%%

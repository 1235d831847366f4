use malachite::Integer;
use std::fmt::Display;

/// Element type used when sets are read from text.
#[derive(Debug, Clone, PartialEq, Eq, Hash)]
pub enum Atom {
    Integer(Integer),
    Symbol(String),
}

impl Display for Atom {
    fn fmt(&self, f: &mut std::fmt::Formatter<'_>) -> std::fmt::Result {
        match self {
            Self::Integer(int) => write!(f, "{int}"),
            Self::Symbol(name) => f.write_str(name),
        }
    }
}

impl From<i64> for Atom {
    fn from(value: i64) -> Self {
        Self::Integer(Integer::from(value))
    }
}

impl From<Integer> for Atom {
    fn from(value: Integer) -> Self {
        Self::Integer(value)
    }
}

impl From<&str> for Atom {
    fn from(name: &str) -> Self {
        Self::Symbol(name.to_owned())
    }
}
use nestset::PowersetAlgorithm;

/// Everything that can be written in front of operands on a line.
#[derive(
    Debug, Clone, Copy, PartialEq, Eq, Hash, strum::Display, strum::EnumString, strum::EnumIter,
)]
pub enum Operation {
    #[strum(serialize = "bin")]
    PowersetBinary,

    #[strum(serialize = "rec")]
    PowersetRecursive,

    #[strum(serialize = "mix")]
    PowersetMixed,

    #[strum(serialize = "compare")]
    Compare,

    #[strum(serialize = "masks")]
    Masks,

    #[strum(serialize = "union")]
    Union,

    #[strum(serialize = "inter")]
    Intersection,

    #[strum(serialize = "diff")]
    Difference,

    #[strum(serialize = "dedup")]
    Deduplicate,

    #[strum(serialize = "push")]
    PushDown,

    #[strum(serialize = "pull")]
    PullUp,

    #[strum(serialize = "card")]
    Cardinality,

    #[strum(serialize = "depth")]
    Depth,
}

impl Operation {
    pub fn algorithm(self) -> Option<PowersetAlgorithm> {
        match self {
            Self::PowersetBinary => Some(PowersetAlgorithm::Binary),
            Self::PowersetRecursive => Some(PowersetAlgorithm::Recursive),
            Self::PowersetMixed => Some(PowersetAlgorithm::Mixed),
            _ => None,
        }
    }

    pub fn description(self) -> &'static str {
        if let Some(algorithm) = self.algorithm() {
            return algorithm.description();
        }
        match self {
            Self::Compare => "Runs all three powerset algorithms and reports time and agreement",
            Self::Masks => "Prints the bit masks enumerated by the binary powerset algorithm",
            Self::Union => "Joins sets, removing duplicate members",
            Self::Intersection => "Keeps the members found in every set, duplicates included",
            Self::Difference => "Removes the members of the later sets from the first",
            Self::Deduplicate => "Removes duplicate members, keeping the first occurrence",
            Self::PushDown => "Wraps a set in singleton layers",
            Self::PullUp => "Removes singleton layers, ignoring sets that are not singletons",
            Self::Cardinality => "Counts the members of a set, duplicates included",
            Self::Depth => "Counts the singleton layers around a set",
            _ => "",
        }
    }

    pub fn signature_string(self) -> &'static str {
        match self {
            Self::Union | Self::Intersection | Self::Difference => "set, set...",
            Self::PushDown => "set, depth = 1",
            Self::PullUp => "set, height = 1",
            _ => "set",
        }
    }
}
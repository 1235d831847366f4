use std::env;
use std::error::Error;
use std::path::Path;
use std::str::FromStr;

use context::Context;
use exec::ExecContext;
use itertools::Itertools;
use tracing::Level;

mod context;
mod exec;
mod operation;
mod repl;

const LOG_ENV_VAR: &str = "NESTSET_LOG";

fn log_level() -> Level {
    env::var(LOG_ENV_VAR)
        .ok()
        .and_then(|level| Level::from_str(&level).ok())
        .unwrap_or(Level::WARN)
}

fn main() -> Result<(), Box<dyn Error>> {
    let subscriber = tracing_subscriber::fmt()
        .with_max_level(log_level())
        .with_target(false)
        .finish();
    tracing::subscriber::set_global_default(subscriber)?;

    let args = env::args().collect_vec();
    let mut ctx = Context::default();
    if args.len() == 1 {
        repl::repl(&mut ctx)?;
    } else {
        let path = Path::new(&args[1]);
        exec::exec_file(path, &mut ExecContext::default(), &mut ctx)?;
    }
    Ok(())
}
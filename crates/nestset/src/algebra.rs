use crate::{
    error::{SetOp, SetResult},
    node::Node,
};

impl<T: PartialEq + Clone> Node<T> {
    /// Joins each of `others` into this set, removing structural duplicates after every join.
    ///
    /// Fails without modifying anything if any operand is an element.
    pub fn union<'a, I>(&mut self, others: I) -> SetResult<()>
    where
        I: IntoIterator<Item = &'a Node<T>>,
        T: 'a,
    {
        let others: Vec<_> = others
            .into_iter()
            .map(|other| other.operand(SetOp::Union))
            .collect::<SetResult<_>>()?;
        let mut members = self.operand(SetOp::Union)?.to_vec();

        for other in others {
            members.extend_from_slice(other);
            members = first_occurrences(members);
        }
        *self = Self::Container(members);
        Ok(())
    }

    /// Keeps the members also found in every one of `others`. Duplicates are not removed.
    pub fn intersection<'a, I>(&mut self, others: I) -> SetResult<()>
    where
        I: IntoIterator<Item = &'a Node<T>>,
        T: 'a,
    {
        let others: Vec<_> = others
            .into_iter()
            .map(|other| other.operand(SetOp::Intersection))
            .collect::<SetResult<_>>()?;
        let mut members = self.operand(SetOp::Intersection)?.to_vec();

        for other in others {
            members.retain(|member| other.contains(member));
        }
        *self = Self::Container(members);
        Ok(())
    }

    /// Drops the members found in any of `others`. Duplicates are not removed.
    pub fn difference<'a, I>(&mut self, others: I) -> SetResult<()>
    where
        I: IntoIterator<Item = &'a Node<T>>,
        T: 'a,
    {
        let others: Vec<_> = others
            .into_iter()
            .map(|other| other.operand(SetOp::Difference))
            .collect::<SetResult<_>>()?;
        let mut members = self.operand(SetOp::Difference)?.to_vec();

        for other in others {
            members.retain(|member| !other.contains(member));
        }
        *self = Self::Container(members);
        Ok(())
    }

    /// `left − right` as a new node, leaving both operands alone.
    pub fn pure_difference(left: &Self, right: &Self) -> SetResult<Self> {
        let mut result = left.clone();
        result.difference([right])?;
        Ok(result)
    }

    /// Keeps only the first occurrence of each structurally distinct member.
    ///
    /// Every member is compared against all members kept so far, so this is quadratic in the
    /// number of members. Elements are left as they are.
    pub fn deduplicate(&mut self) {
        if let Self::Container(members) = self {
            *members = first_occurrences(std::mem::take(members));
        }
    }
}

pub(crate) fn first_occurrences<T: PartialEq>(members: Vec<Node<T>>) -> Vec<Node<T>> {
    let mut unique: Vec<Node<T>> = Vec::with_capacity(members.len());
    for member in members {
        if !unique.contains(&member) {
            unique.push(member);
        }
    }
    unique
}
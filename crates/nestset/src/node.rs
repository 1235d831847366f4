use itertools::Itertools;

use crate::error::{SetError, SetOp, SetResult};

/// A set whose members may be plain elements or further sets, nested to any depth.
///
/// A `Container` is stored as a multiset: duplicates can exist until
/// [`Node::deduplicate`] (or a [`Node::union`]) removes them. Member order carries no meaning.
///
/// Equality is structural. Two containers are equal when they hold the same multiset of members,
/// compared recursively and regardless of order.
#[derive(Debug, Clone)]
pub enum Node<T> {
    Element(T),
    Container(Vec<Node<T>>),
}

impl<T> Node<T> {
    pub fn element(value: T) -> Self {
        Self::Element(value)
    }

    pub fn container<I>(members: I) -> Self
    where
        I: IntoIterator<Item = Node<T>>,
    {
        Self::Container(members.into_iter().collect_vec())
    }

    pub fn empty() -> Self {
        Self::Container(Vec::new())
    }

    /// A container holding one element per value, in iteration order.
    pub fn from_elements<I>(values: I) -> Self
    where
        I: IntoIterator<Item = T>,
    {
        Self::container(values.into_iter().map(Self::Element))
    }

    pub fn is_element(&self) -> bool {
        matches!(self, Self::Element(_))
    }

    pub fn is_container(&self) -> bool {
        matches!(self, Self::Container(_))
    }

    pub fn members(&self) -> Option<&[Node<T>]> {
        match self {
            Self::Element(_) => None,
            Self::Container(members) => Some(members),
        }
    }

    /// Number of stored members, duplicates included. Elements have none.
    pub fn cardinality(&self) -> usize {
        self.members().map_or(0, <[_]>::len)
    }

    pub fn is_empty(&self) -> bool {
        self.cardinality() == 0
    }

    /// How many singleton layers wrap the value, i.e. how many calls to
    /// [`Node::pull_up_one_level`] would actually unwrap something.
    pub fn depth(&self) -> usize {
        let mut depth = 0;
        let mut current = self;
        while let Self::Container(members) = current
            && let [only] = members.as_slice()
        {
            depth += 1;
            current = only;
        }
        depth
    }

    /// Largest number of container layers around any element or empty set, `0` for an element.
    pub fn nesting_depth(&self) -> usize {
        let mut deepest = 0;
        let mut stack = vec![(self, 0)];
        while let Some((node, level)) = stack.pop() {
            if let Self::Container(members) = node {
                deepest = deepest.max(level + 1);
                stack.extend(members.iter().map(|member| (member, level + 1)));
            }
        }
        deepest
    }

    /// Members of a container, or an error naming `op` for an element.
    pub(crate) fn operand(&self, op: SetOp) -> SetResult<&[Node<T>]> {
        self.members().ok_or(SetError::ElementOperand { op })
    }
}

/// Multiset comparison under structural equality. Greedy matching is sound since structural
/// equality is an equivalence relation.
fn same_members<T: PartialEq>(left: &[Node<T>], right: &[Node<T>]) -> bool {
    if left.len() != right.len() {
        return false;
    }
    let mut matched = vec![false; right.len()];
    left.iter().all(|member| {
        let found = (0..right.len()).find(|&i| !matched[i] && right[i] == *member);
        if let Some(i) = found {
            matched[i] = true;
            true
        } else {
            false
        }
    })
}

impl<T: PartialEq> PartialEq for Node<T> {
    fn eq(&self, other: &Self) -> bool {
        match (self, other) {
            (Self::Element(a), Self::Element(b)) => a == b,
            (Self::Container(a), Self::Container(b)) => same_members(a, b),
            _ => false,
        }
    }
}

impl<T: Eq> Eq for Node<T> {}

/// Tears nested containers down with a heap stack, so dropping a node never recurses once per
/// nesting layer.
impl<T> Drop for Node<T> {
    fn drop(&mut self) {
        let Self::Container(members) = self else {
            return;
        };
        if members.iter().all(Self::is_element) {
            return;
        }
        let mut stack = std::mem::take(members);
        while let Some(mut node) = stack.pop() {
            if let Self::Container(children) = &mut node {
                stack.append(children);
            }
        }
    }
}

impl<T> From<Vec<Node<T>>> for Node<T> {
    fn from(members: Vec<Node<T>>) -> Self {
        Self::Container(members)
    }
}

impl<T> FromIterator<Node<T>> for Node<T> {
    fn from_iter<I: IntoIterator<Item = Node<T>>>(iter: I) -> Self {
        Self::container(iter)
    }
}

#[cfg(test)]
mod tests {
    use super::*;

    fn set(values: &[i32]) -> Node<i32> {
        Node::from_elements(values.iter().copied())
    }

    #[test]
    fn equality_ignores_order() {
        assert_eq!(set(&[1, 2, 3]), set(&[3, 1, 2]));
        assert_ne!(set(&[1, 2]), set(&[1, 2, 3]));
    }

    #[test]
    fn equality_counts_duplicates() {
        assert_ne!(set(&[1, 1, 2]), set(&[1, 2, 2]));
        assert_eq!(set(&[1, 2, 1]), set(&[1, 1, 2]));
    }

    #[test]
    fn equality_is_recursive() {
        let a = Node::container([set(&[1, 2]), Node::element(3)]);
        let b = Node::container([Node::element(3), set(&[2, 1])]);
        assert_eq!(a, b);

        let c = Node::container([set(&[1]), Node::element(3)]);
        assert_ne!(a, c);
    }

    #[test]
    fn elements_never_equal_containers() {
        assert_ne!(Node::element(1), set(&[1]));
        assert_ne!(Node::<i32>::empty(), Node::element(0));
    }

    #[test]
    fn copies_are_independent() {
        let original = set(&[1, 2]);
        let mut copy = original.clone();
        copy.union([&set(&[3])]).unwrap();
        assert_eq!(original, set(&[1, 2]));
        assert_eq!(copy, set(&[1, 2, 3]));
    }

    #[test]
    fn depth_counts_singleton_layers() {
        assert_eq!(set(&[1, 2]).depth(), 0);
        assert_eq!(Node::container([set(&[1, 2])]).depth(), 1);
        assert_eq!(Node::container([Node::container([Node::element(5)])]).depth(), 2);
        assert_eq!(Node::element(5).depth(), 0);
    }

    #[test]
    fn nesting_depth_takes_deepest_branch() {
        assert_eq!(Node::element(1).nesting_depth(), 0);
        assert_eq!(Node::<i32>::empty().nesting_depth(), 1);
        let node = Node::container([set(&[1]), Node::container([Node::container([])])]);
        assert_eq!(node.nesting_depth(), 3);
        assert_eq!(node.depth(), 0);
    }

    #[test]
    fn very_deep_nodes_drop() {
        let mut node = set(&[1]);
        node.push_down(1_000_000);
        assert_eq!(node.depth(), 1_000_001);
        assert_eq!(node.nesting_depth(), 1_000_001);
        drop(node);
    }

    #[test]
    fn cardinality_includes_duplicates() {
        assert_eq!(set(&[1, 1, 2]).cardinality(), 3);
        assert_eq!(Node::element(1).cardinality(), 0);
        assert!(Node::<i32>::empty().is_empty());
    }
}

%%

**PROBLEM TO SOLVE:**
Determine how many lines of the material include the string "included", and give only the resulting number.

**OUTPUT FOR THIS TASK:**
3